__Exercise brief__
Each line below should be written out again exactly.

[Source records]
▬▬▬

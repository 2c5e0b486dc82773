// SPDX-License-Identifier: Apache-2.0
// Copyright 2025 itsakeyfut
//
// Licensed under the Apache License, Version 2.0 (the "License");
// you may not use this file except in compliance with the License.
// You may obtain a copy of the License at
//
//     http://www.apache.org/licenses/LICENSE-2.0
//
// Unless required by applicable law or agreed to in writing, software
// distributed under the License is distributed on an "AS IS" BASIS,
// WITHOUT WARRANTIES OR CONDITIONS OF ANY KIND, either express or implied.
// See the License for the specific language governing permissions and
// limitations under the License.

//! PSY-Q math kernel command line tool
//!
//! Evaluates library routines and manages sine table assets.

use std::path::PathBuf;

use clap::{Parser, Subcommand};
use log::{error, info};
use psyq_math::core::config::MathConfig;
use psyq_math::core::error::Result;
use psyq_math::core::routine::{MathLib, Routine};
use psyq_math::core::trig::SineTable;
use serde::Serialize;

/// PSY-Q libgte fixed-point math
#[derive(Parser)]
#[command(name = "psyq-math")]
#[command(about = "PSY-Q fixed-point math kernels", long_about = None)]
struct Args {
    /// Path to a TOML configuration file
    #[arg(short = 'c', long, global = true)]
    config: Option<PathBuf>,

    #[command(subcommand)]
    command: Command,
}

#[derive(Subcommand)]
enum Command {
    /// Evaluate a routine (e.g. rsin, SquareRoot12) on one or more values
    Eval {
        /// Library symbol name
        routine: String,

        /// Input values (decimal or 0x-prefixed hex, may be negative)
        #[arg(required = true, allow_hyphen_values = true, value_parser = parse_int)]
        values: Vec<i32>,

        /// Print results as JSON lines
        #[arg(long)]
        json: bool,
    },
    /// List known routines and their port status
    List {
        /// Print results as JSON lines
        #[arg(long)]
        json: bool,
    },
    /// Write the active sine table as a legacy table asset
    DumpTable {
        /// Output path
        path: PathBuf,
    },
    /// Validate a sine table asset and compare it with the generated table
    CheckTable {
        /// Table asset path
        path: PathBuf,
    },
}

#[derive(Serialize)]
struct EvalRecord<'a> {
    routine: &'a str,
    input: i32,
    output: i32,
}

fn parse_int(s: &str) -> std::result::Result<i32, String> {
    let (negative, digits) = match s.strip_prefix('-') {
        Some(rest) => (true, rest),
        None => (false, s),
    };

    let magnitude = match digits
        .strip_prefix("0x")
        .or_else(|| digits.strip_prefix("0X"))
    {
        Some(hex) => i64::from_str_radix(hex, 16),
        None => digits.parse::<i64>(),
    }
    .map_err(|e| format!("invalid integer {:?}: {}", s, e))?;

    let value = if negative { -magnitude } else { magnitude };
    i32::try_from(value).map_err(|_| format!("{} does not fit in 32 bits", s))
}

fn main() {
    // Load .env file if present; it may set RUST_LOG and PSYQ_* overrides
    if let Err(e) = dotenvy::dotenv() {
        if !e.not_found() {
            eprintln!("Warning: Failed to load .env file: {}", e);
        }
    }

    // Initialize logger with default level INFO
    env_logger::Builder::from_env(env_logger::Env::default().default_filter_or("info")).init();

    let args = Args::parse();

    if let Err(e) = run(args) {
        error!("{}", e);
        std::process::exit(1);
    }
}

fn run(args: Args) -> Result<()> {
    let mut config = match &args.config {
        Some(path) => {
            info!("Loading config from: {}", path.display());
            MathConfig::load(path)?
        }
        None => MathConfig::default(),
    };
    config.apply_env()?;

    match args.command {
        Command::Eval {
            routine,
            values,
            json,
        } => {
            let lib = config.build_lib()?;
            let routine = Routine::from_name(&routine)?;
            eval(&lib, routine, &values, json)
        }
        Command::List { json } => {
            for routine in Routine::ALL {
                if json {
                    println!(
                        "{}",
                        serde_json::json!({
                            "routine": routine.name(),
                            "status": routine.status(),
                        })
                    );
                } else {
                    println!("{:<14}{:?}", routine.name(), routine.status());
                }
            }
            Ok(())
        }
        Command::DumpTable { path } => {
            let lib = config.build_lib()?;
            std::fs::write(&path, lib.table().to_le_bytes())?;
            info!("Sine table written to: {}", path.display());
            Ok(())
        }
        Command::CheckTable { path } => {
            let table = SineTable::load(&path)?;
            let generated = SineTable::generate();

            info!("Table is valid (peak {})", table.peak());

            let differences = table
                .as_slice()
                .iter()
                .zip(generated.as_slice())
                .filter(|(a, b)| a != b)
                .count();

            if differences == 0 {
                println!("identical to generated table");
            } else {
                println!(
                    "{} of {} samples differ from generated table",
                    differences,
                    generated.as_slice().len()
                );
            }
            Ok(())
        }
    }
}

fn eval(lib: &MathLib, routine: Routine, values: &[i32], json: bool) -> Result<()> {
    for &input in values {
        let output = lib.call(routine, input)?;

        if json {
            let record = EvalRecord {
                routine: routine.name(),
                input,
                output,
            };
            match serde_json::to_string(&record) {
                Ok(line) => println!("{}", line),
                Err(e) => error!("Failed to serialize result: {}", e),
            }
        } else {
            println!("{}({}) = {}", routine, input, output);
        }
    }
    Ok(())
}

#[cfg(test)]
mod tests {
    use super::*;

    #[test]
    fn test_parse_int() {
        assert_eq!(parse_int("1024").unwrap(), 1024);
        assert_eq!(parse_int("-1024").unwrap(), -1024);
        assert_eq!(parse_int("0x400").unwrap(), 0x400);
        assert_eq!(parse_int("-0xC00").unwrap(), -0xC00);
        assert_eq!(parse_int("-2147483648").unwrap(), i32::MIN);
        assert!(parse_int("2147483648").is_err());
        assert!(parse_int("abc").is_err());
    }

    #[test]
    fn test_args_parse() {
        let args =
            Args::try_parse_from(["psyq-math", "eval", "rsin", "0x400", "-0xC00"]).unwrap();
        match args.command {
            Command::Eval { routine, values, .. } => {
                assert_eq!(routine, "rsin");
                assert_eq!(values, vec![0x400, -0xC00]);
            }
            _ => panic!("expected eval"),
        }
    }
}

▬▬▬

__Your response__
repository 2c5e0b486dc82773
// SPDX-License-Identifier: Apache-2.0
// Copyright 2025 itsakeyfut
//
// Licensed under the Apache License, Version 2.0 (the "License");
// you may not use this file except in compliance with the License.
// You may obtain a copy of the License at
//
//     http://www.apache.org/licenses/LICENSE-2.0
//
// Unless required by applicable law or agreed to in writing, software
// distributed under the License is distributed on an "AS IS" BASIS,
// WITHOUT WARRANTIES OR CONDITIONS OF ANY KIND, either express or implied.
// See the License for the specific language governing permissions and
// limitations under the License.

//! PSY-Q math kernel command line tool
//!
//! Evaluates library routines and manages sine table assets.

use std::path::PathBuf;

use clap::{Parser, Subcommand};
use log::{error, info};
use psyq_math::core::config::MathConfig;
use psyq_math::core::error::Result;
use psyq_math::core::routine::{MathLib, Routine};
use psyq_math::core::trig::SineTable;
use serde::Serialize;

/// PSY-Q libgte fixed-point math
#[derive(Parser)]
#[command(name = "psyq-math")]
#[command(about = "PSY-Q fixed-point math kernels", long_about = None)]
struct Args {
    /// Path to a TOML configuration file
    #[arg(short = 'c', long, global = true)]
    config: Option<PathBuf>,

    #[command(subcommand)]
    command: Command,
}

#[derive(Subcommand)]
enum Command {
    /// Evaluate a routine (e.g. rsin, SquareRoot12) on one or more values
    Eval {
        /// Library symbol name
        routine: String,

        /// Input values (decimal or 0x-prefixed hex, may be negative)
        #[arg(required = true, allow_hyphen_values = true, value_parser = parse_int)]
        values: Vec<i32>,

        /// Print results as JSON lines
        #[arg(long)]
        json: bool,
    },
    /// List known routines and their port status
    List {
        /// Print results as JSON lines
        #[arg(long)]
        json: bool,
    },
    /// Write the active sine table as a legacy table asset
    DumpTable {
        /// Output path
        path: PathBuf,
    },
    /// Validate a sine table asset and compare it with the generated table
    CheckTable {
        /// Table asset path
        path: PathBuf,
    },
}

#[derive(Serialize)]
struct EvalRecord<'a> {
    routine: &'a str,
    input: i32,
    output: i32,
}

fn parse_int(s: &str) -> std::result::Result<i32, String> {
    let (negative, digits) = match s.strip_prefix('-') {
        Some(rest) => (true, rest),
        None => (false, s),
    };

    let magnitude = match digits
        .strip_prefix("0x")
        .or_else(|| digits.strip_prefix("0X"))
    {
        Some(hex) => i64::from_str_radix(hex, 16),
        None => digits.parse::<i64>(),
    }
    .map_err(|e| format!("invalid integer {:?}: {}", s, e))?;

    let value = if negative { -magnitude } else { magnitude };
    i32::try_from(value).map_err(|_| format!("{} does not fit in 32 bits", s))
}

fn main() {
    // Load .env file if present; it may set RUST_LOG and PSYQ_* overrides
    if let Err(e) = dotenvy::dotenv() {
        if !e.not_found() {
            eprintln!("Warning: Failed to load .env file: {}", e);
        }
    }

    // Initialize logger with default level INFO
    env_logger::Builder::from_env(env_logger::Env::default().default_filter_or("info")).init();

    let args = Args::parse();

    if let Err(e) = run(args) {
        error!("{}", e);
        std::process::exit(1);
    }
}

fn run(args: Args) -> Result<()> {
    let mut config = match &args.config {
        Some(path) => {
            info!("Loading config from: {}", path.display());
            MathConfig::load(path)?
        }
        None => MathConfig::default(),
    };
    config.apply_env()?;

    match args.command {
        Command::Eval {
            routine,
            values,
            json,
        } => {
            let lib = config.build_lib()?;
            let routine = Routine::from_name(&routine)?;
            eval(&lib, routine, &values, json)
        }
        Command::List { json } => {
            for routine in Routine::ALL {
                if json {
                    println!(
                        "{}",
                        serde_json::json!({
                            "routine": routine.name(),
                            "status": routine.status(),
                        })
                    );
                } else {
                    println!("{:<14}{:?}", routine.name(), routine.status());
                }
            }
            Ok(())
        }
        Command::DumpTable { path } => {
            let lib = config.build_lib()?;
            std::fs::write(&path, lib.table().to_le_bytes())?;
            info!("Sine table written to: {}", path.display());
            Ok(())
        }
        Command::CheckTable { path } => {
            let table = SineTable::load(&path)?;
            let generated = SineTable::generate();

            info!("Table is valid (peak {})", table.peak());

            let differences = table
                .as_slice()
                .iter()
                .zip(generated.as_slice())
                .filter(|(a, b)| a != b)
                .count();

            if differences == 0 {
                println!("identical to generated table");
            } else {
                println!(
                    "{} of {} samples differ from generated table",
                    differences,
                    generated.as_slice().len()
                );
            }
            Ok(())
        }
    }
}

fn eval(lib: &MathLib, routine: Routine, values: &[i32], json: bool) -> Result<()> {
    for &input in values {
        let output = lib.call(routine, input)?;

        if json {
            let record = EvalRecord {
                routine: routine.name(),
                input,
                output,
            };
            match serde_json::to_string(&record) {
                Ok(line) => println!("{}", line),
                Err(e) => error!("Failed to serialize result: {}", e),
            }
        } else {
            println!("{}({}) = {}", routine, input, output);
        }
    }
    Ok(())
}

#[cfg(test)]
mod tests {
    use super::*;

    #[test]
    fn test_parse_int() {
        assert_eq!(parse_int("1024").unwrap(), 1024);
        assert_eq!(parse_int("-1024").unwrap(), -1024);
        assert_eq!(parse_int("0x400").unwrap(), 0x400);
        assert_eq!(parse_int("-0xC00").unwrap(), -0xC00);
        assert_eq!(parse_int("-2147483648").unwrap(), i32::MIN);
        assert!(parse_int("2147483648").is_err());
        assert!(parse_int("abc").is_err());
    }

    #[test]
    fn test_args_parse() {
        let args =
            Args::try_parse_from(["psyq-math", "eval", "rsin", "0x400", "-0xC00"]).unwrap();
        match args.command {
            Command::Eval { routine, values, .. } => {
                assert_eq!(routine, "rsin");
                assert_eq!(values, vec![0x400, -0xC00]);
            }
            _ => panic!("expected eval"),
        }
    }
}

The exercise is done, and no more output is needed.